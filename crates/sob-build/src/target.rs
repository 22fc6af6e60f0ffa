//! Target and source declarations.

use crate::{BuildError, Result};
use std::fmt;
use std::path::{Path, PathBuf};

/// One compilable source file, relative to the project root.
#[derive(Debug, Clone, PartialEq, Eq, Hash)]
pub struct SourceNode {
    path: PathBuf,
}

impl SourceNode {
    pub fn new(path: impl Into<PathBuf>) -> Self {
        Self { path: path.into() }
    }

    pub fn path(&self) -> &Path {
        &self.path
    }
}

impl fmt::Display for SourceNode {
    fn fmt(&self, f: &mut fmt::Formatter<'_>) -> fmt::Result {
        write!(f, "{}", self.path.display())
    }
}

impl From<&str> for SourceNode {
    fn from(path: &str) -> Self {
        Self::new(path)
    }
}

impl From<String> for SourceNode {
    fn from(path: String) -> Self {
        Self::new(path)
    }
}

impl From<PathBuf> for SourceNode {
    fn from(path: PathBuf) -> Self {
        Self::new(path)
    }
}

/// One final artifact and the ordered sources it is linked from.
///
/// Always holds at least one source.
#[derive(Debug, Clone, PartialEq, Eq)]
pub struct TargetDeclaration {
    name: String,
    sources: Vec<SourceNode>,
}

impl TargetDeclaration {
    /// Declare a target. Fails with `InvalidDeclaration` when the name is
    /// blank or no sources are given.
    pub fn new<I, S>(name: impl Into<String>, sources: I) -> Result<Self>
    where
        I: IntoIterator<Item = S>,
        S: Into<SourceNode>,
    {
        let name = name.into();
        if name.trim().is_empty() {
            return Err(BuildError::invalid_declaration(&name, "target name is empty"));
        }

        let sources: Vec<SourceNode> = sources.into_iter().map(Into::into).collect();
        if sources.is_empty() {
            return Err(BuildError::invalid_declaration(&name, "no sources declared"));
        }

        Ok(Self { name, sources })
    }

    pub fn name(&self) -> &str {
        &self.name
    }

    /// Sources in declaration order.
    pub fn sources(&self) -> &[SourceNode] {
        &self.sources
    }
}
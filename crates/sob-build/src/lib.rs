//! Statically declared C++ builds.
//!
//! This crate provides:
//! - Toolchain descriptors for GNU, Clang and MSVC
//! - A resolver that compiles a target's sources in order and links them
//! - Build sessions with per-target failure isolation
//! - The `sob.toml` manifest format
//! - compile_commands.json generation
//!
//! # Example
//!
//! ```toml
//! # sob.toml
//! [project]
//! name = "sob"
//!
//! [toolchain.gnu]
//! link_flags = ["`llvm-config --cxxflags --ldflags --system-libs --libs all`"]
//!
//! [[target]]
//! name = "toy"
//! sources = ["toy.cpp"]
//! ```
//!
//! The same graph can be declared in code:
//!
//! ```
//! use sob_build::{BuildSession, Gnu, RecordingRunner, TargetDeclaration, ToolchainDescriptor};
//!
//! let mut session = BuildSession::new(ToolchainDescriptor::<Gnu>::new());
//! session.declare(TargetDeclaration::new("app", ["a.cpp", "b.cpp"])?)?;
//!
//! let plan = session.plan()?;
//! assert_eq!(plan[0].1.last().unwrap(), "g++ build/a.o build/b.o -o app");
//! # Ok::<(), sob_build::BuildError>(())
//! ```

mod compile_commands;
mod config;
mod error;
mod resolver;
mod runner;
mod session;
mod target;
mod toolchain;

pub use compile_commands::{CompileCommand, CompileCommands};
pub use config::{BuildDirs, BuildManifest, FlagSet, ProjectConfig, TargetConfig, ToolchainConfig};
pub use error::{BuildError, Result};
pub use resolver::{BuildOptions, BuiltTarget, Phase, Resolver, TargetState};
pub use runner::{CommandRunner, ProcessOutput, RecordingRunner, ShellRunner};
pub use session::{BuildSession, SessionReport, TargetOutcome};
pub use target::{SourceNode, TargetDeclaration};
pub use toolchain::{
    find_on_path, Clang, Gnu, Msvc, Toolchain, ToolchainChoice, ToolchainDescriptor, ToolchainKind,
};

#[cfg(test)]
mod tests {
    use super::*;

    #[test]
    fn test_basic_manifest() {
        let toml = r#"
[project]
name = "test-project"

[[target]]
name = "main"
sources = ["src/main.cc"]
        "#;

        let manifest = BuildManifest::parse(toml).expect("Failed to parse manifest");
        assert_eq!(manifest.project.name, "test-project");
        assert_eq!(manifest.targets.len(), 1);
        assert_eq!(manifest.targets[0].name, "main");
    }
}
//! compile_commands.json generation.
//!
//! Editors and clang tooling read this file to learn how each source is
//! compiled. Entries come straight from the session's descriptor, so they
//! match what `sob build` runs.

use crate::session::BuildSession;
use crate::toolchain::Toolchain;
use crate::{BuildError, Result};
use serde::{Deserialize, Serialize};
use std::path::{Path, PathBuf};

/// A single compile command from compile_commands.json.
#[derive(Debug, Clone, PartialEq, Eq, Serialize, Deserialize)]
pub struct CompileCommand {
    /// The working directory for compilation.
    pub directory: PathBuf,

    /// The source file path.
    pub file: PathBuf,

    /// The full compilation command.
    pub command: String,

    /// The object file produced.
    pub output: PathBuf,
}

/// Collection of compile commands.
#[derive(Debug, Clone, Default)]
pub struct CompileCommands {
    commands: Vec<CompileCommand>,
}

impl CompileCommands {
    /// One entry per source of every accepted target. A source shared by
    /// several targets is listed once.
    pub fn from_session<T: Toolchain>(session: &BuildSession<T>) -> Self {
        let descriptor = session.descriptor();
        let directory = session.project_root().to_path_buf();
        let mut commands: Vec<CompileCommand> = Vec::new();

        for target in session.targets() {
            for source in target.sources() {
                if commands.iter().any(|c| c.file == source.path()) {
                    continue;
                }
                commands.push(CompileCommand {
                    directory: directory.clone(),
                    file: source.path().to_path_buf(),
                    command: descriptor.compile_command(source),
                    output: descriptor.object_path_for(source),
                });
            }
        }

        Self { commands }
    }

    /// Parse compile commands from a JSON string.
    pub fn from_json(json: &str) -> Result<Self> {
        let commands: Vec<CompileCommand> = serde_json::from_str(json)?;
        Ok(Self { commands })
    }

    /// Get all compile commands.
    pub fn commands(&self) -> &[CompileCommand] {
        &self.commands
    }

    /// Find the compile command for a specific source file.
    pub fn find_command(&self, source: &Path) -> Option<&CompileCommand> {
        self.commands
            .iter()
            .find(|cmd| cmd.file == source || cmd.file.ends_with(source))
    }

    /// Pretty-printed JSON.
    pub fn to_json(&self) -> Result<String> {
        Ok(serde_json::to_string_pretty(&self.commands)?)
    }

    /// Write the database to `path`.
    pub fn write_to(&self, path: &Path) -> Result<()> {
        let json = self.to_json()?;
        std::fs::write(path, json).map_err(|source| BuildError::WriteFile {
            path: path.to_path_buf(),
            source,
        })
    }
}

#### Goal of the exercise:
Each line that includes the word "TargetDeclaration" counts once; report how many such lines the entries have, and nothing else.

#### Exercise solution:
5